Goal of the exercise:
Copy the lines exactly as they appear, starting with the first line of the records and ending with the line that contains "not an error.".
>>>>>
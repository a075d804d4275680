//! Local storage for uploaded document binaries.
//!
//! Files live flat under the upload directory and are referenced by the public
//! path they are served from (`/uploads/<file>`).

use std::path::{Path, PathBuf};

use base64::Engine;
use tracing::{info, warn};
use uuid::Uuid;

use crate::profile::StoreError;

pub const PUBLIC_PREFIX: &str = "/uploads/";

const TEXT_EXTENSIONS: [&str; 2] = ["txt", "md"];

#[derive(Debug, Clone)]
pub struct FileStore {
    root: PathBuf,
}

impl FileStore {
    pub fn new(root: impl Into<PathBuf>) -> Self {
        Self { root: root.into() }
    }

    pub fn root(&self) -> &Path {
        &self.root
    }

    pub async fn ensure_root(&self) -> Result<(), StoreError> {
        tokio::fs::create_dir_all(&self.root).await?;
        Ok(())
    }

    /// Writes `bytes` to a fresh file and returns its storage reference.
    pub async fn save(&self, bytes: &[u8], extension: &str) -> Result<String, StoreError> {
        self.ensure_root().await?;
        let extension = sanitize_extension(extension);
        let file_name = format!("doc-{}.{extension}", Uuid::new_v4());
        tokio::fs::write(self.root.join(&file_name), bytes).await?;
        info!("Stored upload {file_name} ({} bytes)", bytes.len());
        Ok(format!("{PUBLIC_PREFIX}{file_name}"))
    }

    pub async fn read(&self, storage_ref: &str) -> Result<Vec<u8>, StoreError> {
        let path = self.resolve(storage_ref)?;
        match tokio::fs::read(&path).await {
            Ok(bytes) => Ok(bytes),
            Err(e) if e.kind() == std::io::ErrorKind::NotFound => {
                Err(StoreError::NotFound(format!("Stored file {storage_ref}")))
            }
            Err(e) => Err(e.into()),
        }
    }

    /// Removes the file. A file that is already gone is not an error.
    pub async fn delete(&self, storage_ref: &str) -> Result<(), StoreError> {
        let path = self.resolve(storage_ref)?;
        match tokio::fs::remove_file(&path).await {
            Ok(()) => Ok(()),
            Err(e) if e.kind() == std::io::ErrorKind::NotFound => {
                warn!("Stored file {storage_ref} was already missing");
                Ok(())
            }
            Err(e) => Err(e.into()),
        }
    }

    /// Maps a storage reference to a path inside the upload directory.
    pub fn resolve(&self, storage_ref: &str) -> Result<PathBuf, StoreError> {
        let name = storage_ref
            .strip_prefix(PUBLIC_PREFIX)
            .unwrap_or(storage_ref);
        let is_plain_name = !name.is_empty()
            && name != "."
            && name != ".."
            && !name.contains(['/', '\\'])
            && !name.contains("..");
        if !is_plain_name {
            return Err(StoreError::Invalid(format!(
                "Invalid storage reference '{storage_ref}'"
            )));
        }
        Ok(self.root.join(name))
    }

    /// Returns the plain text of a stored file. PDFs are parsed on a blocking
    /// thread and `.txt`/`.md` files are read as UTF-8. Other formats are refused.
    pub async fn extract_text(&self, storage_ref: &str) -> Result<String, StoreError> {
        let extension = Path::new(storage_ref)
            .extension()
            .and_then(|e| e.to_str())
            .unwrap_or_default()
            .to_ascii_lowercase();
        if !TEXT_EXTENSIONS.contains(&extension.as_str()) && extension != "pdf" {
            return Err(StoreError::Extraction(format!(
                "unsupported file type '.{extension}'; upload a PDF or plain text file"
            )));
        }

        let bytes = self.read(storage_ref).await?;
        if extension != "pdf" {
            return Ok(String::from_utf8_lossy(&bytes).trim().to_string());
        }

        let text = tokio::task::spawn_blocking(move || pdf_extract::extract_text_from_mem(&bytes))
            .await
            .map_err(|e| StoreError::Extraction(format!("extraction task failed: {e}")))?
            .map_err(|e| StoreError::Extraction(e.to_string()))?;
        Ok(text.trim().to_string())
    }
}

/// Decodes base64 upload data, accepting an optional `data:<mime>;base64,` prefix.
pub fn decode_base64(data: &str) -> Result<Vec<u8>, StoreError> {
    let payload = match data.split_once(";base64,") {
        Some((prefix, rest)) if prefix.starts_with("data:") => rest,
        _ => data,
    };
    let payload: String = payload.chars().filter(|c| !c.is_whitespace()).collect();
    if payload.is_empty() {
        return Err(StoreError::Invalid("Uploaded file is empty".to_string()));
    }
    base64::engine::general_purpose::STANDARD
        .decode(payload)
        .map_err(|e| StoreError::Invalid(format!("Uploaded file is not valid base64: {e}")))
}

/// Picks a file extension from the original file name, falling back to the mime type.
pub fn extension_for(file_name: Option<&str>, mime_type: Option<&str>) -> String {
    if let Some(ext) = file_name
        .and_then(|n| Path::new(n).extension())
        .and_then(|e| e.to_str())
    {
        return ext.to_ascii_lowercase();
    }
    match mime_type.unwrap_or_default() {
        "application/pdf" => "pdf",
        "text/plain" => "txt",
        "image/png" => "png",
        "image/jpeg" => "jpg",
        "application/vnd.openxmlformats-officedocument.wordprocessingml.document" => "docx",
        _ => "bin",
    }
    .to_string()
}

fn sanitize_extension(extension: &str) -> String {
    let ext: String = extension
        .trim_start_matches('.')
        .chars()
        .filter(|c| c.is_ascii_alphanumeric())
        .take(8)
        .collect::<String>()
        .to_ascii_lowercase();
    if ext.is_empty() {
        "bin".to_string()
    } else {
        ext
    }
}

#[cfg(test)]
mod tests {
    use super::*;
    use tempfile::TempDir;

    #[tokio::test]
    async fn test_save_read_delete_round_trip() {
        let tmp = TempDir::new().unwrap();
        let files = FileStore::new(tmp.path().join("uploads"));

        let storage_ref = files.save(b"hello", "TXT").await.unwrap();
        assert!(storage_ref.starts_with("/uploads/doc-"));
        assert!(storage_ref.ends_with(".txt"));

        assert_eq!(files.read(&storage_ref).await.unwrap(), b"hello");
        assert_eq!(files.extract_text(&storage_ref).await.unwrap(), "hello");

        files.delete(&storage_ref).await.unwrap();
        assert!(matches!(
            files.read(&storage_ref).await,
            Err(StoreError::NotFound(_))
        ));
        files.delete(&storage_ref).await.unwrap();
    }

    #[tokio::test]
    async fn test_extract_text_refuses_unknown_formats() {
        let tmp = TempDir::new().unwrap();
        let files = FileStore::new(tmp.path());

        let notes = files.save(b"  # Notes\n", "md").await.unwrap();
        assert_eq!(files.extract_text(&notes).await.unwrap(), "# Notes");

        for ext in ["docx", "png", "bin"] {
            let storage_ref = files.save(b"PK\x03\x04", ext).await.unwrap();
            assert!(matches!(
                files.extract_text(&storage_ref).await,
                Err(StoreError::Extraction(_))
            ));
        }
    }

    #[test]
    fn test_resolve_rejects_traversal() {
        let files = FileStore::new("/srv/uploads");
        assert!(files.resolve("/uploads/../secret").is_err());
        assert!(files.resolve("/uploads/a/b.pdf").is_err());
        assert!(files.resolve("/uploads/").is_err());
        assert_eq!(
            files.resolve("/uploads/doc-1.pdf").unwrap(),
            PathBuf::from("/srv/uploads/doc-1.pdf")
        );
    }

    #[test]
    fn test_decode_base64_accepts_data_urls() {
        assert_eq!(decode_base64("aGVsbG8=").unwrap(), b"hello");
        assert_eq!(
            decode_base64("data:application/pdf;base64,aGVs\nbG8=").unwrap(),
            b"hello"
        );
        assert!(decode_base64("not base64!").is_err());
        assert!(decode_base64("").is_err());
    }

    #[test]
    fn test_extension_prefers_file_name() {
        assert_eq!(extension_for(Some("CV.PDF"), Some("text/plain")), "pdf");
        assert_eq!(extension_for(None, Some("application/pdf")), "pdf");
        assert_eq!(extension_for(Some("noext"), None), "bin");
    }
}
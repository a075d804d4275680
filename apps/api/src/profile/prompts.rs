// Prompt constants for AI-assisted project formatting.

/// System prompt for turning free text into a project record.
pub const FORMAT_PROJECT_SYSTEM: &str = "\
    You are a helpful assistant that formats project descriptions for a resume. \
    The user provides a raw text description of a new project and their existing \
    projects as style examples. Parse the raw text into a single project with: \
    title (usually ALL CAPS), year (the year the project was completed), \
    subtitle (a brief descriptive line), and description (bullet points covering \
    the details and achievements). Match the tone, phrasing, and level of detail \
    of the examples.";

/// Replace `{examples}` and `{raw_text}` before sending.
pub const FORMAT_PROJECT_PROMPT_TEMPLATE: &str = r#"## Style Examples (Existing Projects)
```
{examples}
```

## New Project (Raw Text)
```
{raw_text}
```

Parse the new project raw text and return it as a single JSON object matching the style of the examples."#;

/// Shown in place of examples when the user has no projects yet.
pub const NO_EXAMPLES: &str = "No existing projects. Use a concise, impact-focused resume style.";
use axum::{
    extract::{Path, State},
    http::header,
    response::{IntoResponse, Response},
};
use bytes::Bytes;
use chrono::Utc;
use uuid::Uuid;

use crate::errors::AppError;
use crate::export::docx::{render_docx, DOCX};
use crate::export::latex::render_latex;
use crate::export::markdown::render_markdown;
use crate::export::render::attachment_name;
use crate::models::resume::ResumeStructure;
use crate::pipeline::handlers::checkout_session;
use crate::state::AppState;

const MARKDOWN: &str = "text/markdown; charset=utf-8";
const LATEX: &str = "application/x-latex; charset=utf-8";

/// The resume and letter an export works from, detached from any lock.
struct ExportSource {
    company_name: String,
    resume: ResumeStructure,
    cover_letter: String,
}

async fn from_session(state: &AppState, id: Uuid) -> Result<ExportSource, AppError> {
    let session = checkout_session(state, id).await?;
    Ok(ExportSource {
        company_name: session.company_name().to_string(),
        resume: state.orchestrator.resume(&session),
        cover_letter: session.cover_letter().to_string(),
    })
}

async fn from_result(state: &AppState, id: &str) -> Result<ExportSource, AppError> {
    let result = state.store.get_result(id).await?;
    Ok(ExportSource {
        company_name: result.company_name,
        resume: result.resume,
        cover_letter: result.cover_letter,
    })
}

fn text_document(content_type: &'static str, body: String) -> Response {
    ([(header::CONTENT_TYPE, content_type)], body).into_response()
}

fn attachment(content_type: &'static str, filename: String, body: Bytes) -> Response {
    let disposition = format!("attachment; filename=\"{filename}\"");
    (
        [
            (header::CONTENT_TYPE, content_type.to_string()),
            (header::CONTENT_DISPOSITION, disposition),
        ],
        body,
    )
        .into_response()
}

fn markdown(state: &AppState, source: &ExportSource) -> Response {
    let name = &state.orchestrator.static_profile().name;
    text_document(MARKDOWN, render_markdown(name, &source.resume))
}

fn latex(state: &AppState, source: &ExportSource) -> Response {
    let name = &state.orchestrator.static_profile().name;
    text_document(LATEX, render_latex(name, &source.resume))
}

async fn resume_pdf(state: &AppState, source: ExportSource) -> Result<Response, AppError> {
    if let Some(section) = source.resume.missing_section() {
        return Err(AppError::Validation(format!(
            "Cannot render: the {section} section is empty"
        )));
    }
    let pdf = state.renderer.render_resume(&source.resume).await?;
    Ok(attachment(
        "application/pdf",
        attachment_name(&source.company_name, "Resume", "pdf"),
        pdf,
    ))
}

fn require_cover_letter(source: &ExportSource) -> Result<(), AppError> {
    if source.cover_letter.trim().is_empty() {
        return Err(AppError::Validation(
            "Cannot render: the cover letter is empty".to_string(),
        ));
    }
    Ok(())
}

async fn cover_letter_pdf(
    state: &AppState,
    source: ExportSource,
) -> Result<Response, AppError> {
    require_cover_letter(&source)?;
    let pdf = state
        .renderer
        .render_cover_letter(
            &source.company_name,
            &source.cover_letter,
            Utc::now().date_naive(),
        )
        .await?;
    Ok(attachment(
        "application/pdf",
        attachment_name(&source.company_name, "Cover-Letter", "pdf"),
        pdf,
    ))
}

fn resume_docx(state: &AppState, source: &ExportSource) -> Result<Response, AppError> {
    let name = &state.orchestrator.static_profile().name;
    let docx = render_docx(&render_markdown(name, &source.resume))?;
    Ok(attachment(
        DOCX,
        attachment_name(&source.company_name, "Resume", "docx"),
        docx.into(),
    ))
}

fn cover_letter_docx(source: &ExportSource) -> Result<Response, AppError> {
    require_cover_letter(source)?;
    let docx = render_docx(&source.cover_letter)?;
    Ok(attachment(
        DOCX,
        attachment_name(&source.company_name, "Cover-Letter", "docx"),
        docx.into(),
    ))
}

/// GET /api/optimizations/:id/export/markdown
pub async fn handle_session_markdown(
    State(state): State<AppState>,
    Path(id): Path<Uuid>,
) -> Result<Response, AppError> {
    let source = from_session(&state, id).await?;
    Ok(markdown(&state, &source))
}

/// GET /api/optimizations/:id/export/latex
pub async fn handle_session_latex(
    State(state): State<AppState>,
    Path(id): Path<Uuid>,
) -> Result<Response, AppError> {
    let source = from_session(&state, id).await?;
    Ok(latex(&state, &source))
}

/// POST /api/optimizations/:id/export/resume-pdf
pub async fn handle_session_resume_pdf(
    State(state): State<AppState>,
    Path(id): Path<Uuid>,
) -> Result<Response, AppError> {
    let source = from_session(&state, id).await?;
    resume_pdf(&state, source).await
}

/// POST /api/optimizations/:id/export/cover-letter-pdf
pub async fn handle_session_cover_letter_pdf(
    State(state): State<AppState>,
    Path(id): Path<Uuid>,
) -> Result<Response, AppError> {
    let source = from_session(&state, id).await?;
    cover_letter_pdf(&state, source).await
}

/// GET /api/results/:id/export/markdown
pub async fn handle_result_markdown(
    State(state): State<AppState>,
    Path(id): Path<String>,
) -> Result<Response, AppError> {
    let source = from_result(&state, &id).await?;
    Ok(markdown(&state, &source))
}

/// GET /api/results/:id/export/latex
pub async fn handle_result_latex(
    State(state): State<AppState>,
    Path(id): Path<String>,
) -> Result<Response, AppError> {
    let source = from_result(&state, &id).await?;
    Ok(latex(&state, &source))
}

/// POST /api/results/:id/export/resume-pdf
pub async fn handle_result_resume_pdf(
    State(state): State<AppState>,
    Path(id): Path<String>,
) -> Result<Response, AppError> {
    let source = from_result(&state, &id).await?;
    resume_pdf(&state, source).await
}

/// POST /api/results/:id/export/cover-letter-pdf
pub async fn handle_result_cover_letter_pdf(
    State(state): State<AppState>,
    Path(id): Path<String>,
) -> Result<Response, AppError> {
    let source = from_result(&state, &id).await?;
    cover_letter_pdf(&state, source).await
}

/// GET /api/optimizations/:id/export/resume-docx
pub async fn handle_session_resume_docx(
    State(state): State<AppState>,
    Path(id): Path<Uuid>,
) -> Result<Response, AppError> {
    let source = from_session(&state, id).await?;
    resume_docx(&state, &source)
}

/// GET /api/optimizations/:id/export/cover-letter-docx
pub async fn handle_session_cover_letter_docx(
    State(state): State<AppState>,
    Path(id): Path<Uuid>,
) -> Result<Response, AppError> {
    let source = from_session(&state, id).await?;
    cover_letter_docx(&source)
}

/// GET /api/results/:id/export/resume-docx
pub async fn handle_result_resume_docx(
    State(state): State<AppState>,
    Path(id): Path<String>,
) -> Result<Response, AppError> {
    let source = from_result(&state, &id).await?;
    resume_docx(&state, &source)
}

/// GET /api/results/:id/export/cover-letter-docx
pub async fn handle_result_cover_letter_docx(
    State(state): State<AppState>,
    Path(id): Path<String>,
) -> Result<Response, AppError> {
    let source = from_result(&state, &id).await?;
    cover_letter_docx(&source)
}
<<<<<
Answer to this exercise:
repository a075d804d4275680
//! Local storage for uploaded document binaries.
//!
//! Files live flat under the upload directory and are referenced by the public
//! path they are served from (`/uploads/<file>`).

use std::path::{Path, PathBuf};

use base64::Engine;
use tracing::{info, warn};
use uuid::Uuid;

use crate::profile::StoreError;

pub const PUBLIC_PREFIX: &str = "/uploads/";

const TEXT_EXTENSIONS: [&str; 2] = ["txt", "md"];

#[derive(Debug, Clone)]
pub struct FileStore {
    root: PathBuf,
}

impl FileStore {
    pub fn new(root: impl Into<PathBuf>) -> Self {
        Self { root: root.into() }
    }

    pub fn root(&self) -> &Path {
        &self.root
    }

    pub async fn ensure_root(&self) -> Result<(), StoreError> {
        tokio::fs::create_dir_all(&self.root).await?;
        Ok(())
    }

    /// Writes `bytes` to a fresh file and returns its storage reference.
    pub async fn save(&self, bytes: &[u8], extension: &str) -> Result<String, StoreError> {
        self.ensure_root().await?;
        let extension = sanitize_extension(extension);
        let file_name = format!("doc-{}.{extension}", Uuid::new_v4());
        tokio::fs::write(self.root.join(&file_name), bytes).await?;
        info!("Stored upload {file_name} ({} bytes)", bytes.len());
        Ok(format!("{PUBLIC_PREFIX}{file_name}"))
    }

    pub async fn read(&self, storage_ref: &str) -> Result<Vec<u8>, StoreError> {
        let path = self.resolve(storage_ref)?;
        match tokio::fs::read(&path).await {
            Ok(bytes) => Ok(bytes),
            Err(e) if e.kind() == std::io::ErrorKind::NotFound => {
                Err(StoreError::NotFound(format!("Stored file {storage_ref}")))
            }
            Err(e) => Err(e.into()),
        }
    }

    /// Removes the file. A file that is already gone is not an error.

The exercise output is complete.